INSTRUCTIONS TO FOLLOW
What does the data read, word for word, from the line containing "pub fn degraded_response(query: &str)" through its final line? Give those lines only.
·····
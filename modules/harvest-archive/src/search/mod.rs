// Search providers and the ordered fallback chain over them.

mod serper;
mod tavily;

pub use serper::SerperProvider;
pub use tavily::TavilyProvider;

use std::sync::Arc;

use async_trait::async_trait;
use harvest_common::{Config, SearchResponse, SearchResult};
use tracing::{info, warn};

/// Provider name carried by the synthetic degraded response.
pub const FALLBACK_PROVIDER: &str = "fallback";

#[async_trait]
pub trait SearchProvider: Send + Sync {
    async fn search(&self, query: &str, max_results: usize) -> anyhow::Result<SearchResponse>;

    fn name(&self) -> &str;
}

/// Tries providers in order; the first non-empty answer wins.
pub struct SearchChain {
    providers: Vec<Arc<dyn SearchProvider>>,
}

impl SearchChain {
    pub fn new(providers: Vec<Arc<dyn SearchProvider>>) -> Self {
        Self { providers }
    }

    /// Serper first, then Tavily, for whichever keys are configured.
    pub fn from_config(config: &Config) -> crate::error::Result<Self> {
        let mut providers: Vec<Arc<dyn SearchProvider>> = Vec::new();
        if let Some(key) = &config.serper_api_key {
            providers.push(Arc::new(SerperProvider::new(key)?));
        }
        if let Some(key) = &config.tavily_api_key {
            providers.push(Arc::new(TavilyProvider::new(key)?));
        }
        if providers.is_empty() {
            warn!("No search provider configured, searches will return the degraded result");
        }
        Ok(Self::new(providers))
    }

    pub fn provider_names(&self) -> Vec<&str> {
        self.providers.iter().map(|p| p.name()).collect()
    }

    /// Never empty: when every provider fails or finds nothing, a single
    /// synthetic result pointing at a public search page is returned.
    pub async fn search(&self, query: &str, max_results: usize) -> SearchResponse {
        for provider in &self.providers {
            match provider.search(query, max_results).await {
                Ok(resp) if !resp.results.is_empty() => return resp,
                Ok(_) => {
                    info!(query, provider = provider.name(), "Provider returned no results");
                }
                Err(e) => {
                    warn!(query, provider = provider.name(), error = %e, "Provider failed");
                }
            }
        }
        warn!(query, "All search providers exhausted, returning degraded result");
        degraded_response(query)
    }
}

pub fn degraded_response(query: &str) -> SearchResponse {
    let encoded: String = url::form_urlencoded::byte_serialize(query.as_bytes()).collect();
    SearchResponse::new(
        FALLBACK_PROVIDER,
        vec![SearchResult {
            title: "No search results available".to_string(),
            url: format!("https://duckduckgo.com/?q={encoded}"),
            snippet: format!("Search providers returned nothing for \"{query}\"."),
            relevance_score: 0.0,
        }],
    )
}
·····
TASK OUTPUT
pub fn degraded_response(query: &str) -> SearchResponse {
    let encoded: String = url::form_urlencoded::byte_serialize(query.as_bytes()).collect();
    SearchResponse::new(
        FALLBACK_PROVIDER,
        vec![SearchResult {
            title: "No search results available".to_string(),
            url: format!("https://duckduckgo.com/?q={encoded}"),
            snippet: format!("Search providers returned nothing for \"{query}\"."),
            relevance_score: 0.0,
        }],
    )
}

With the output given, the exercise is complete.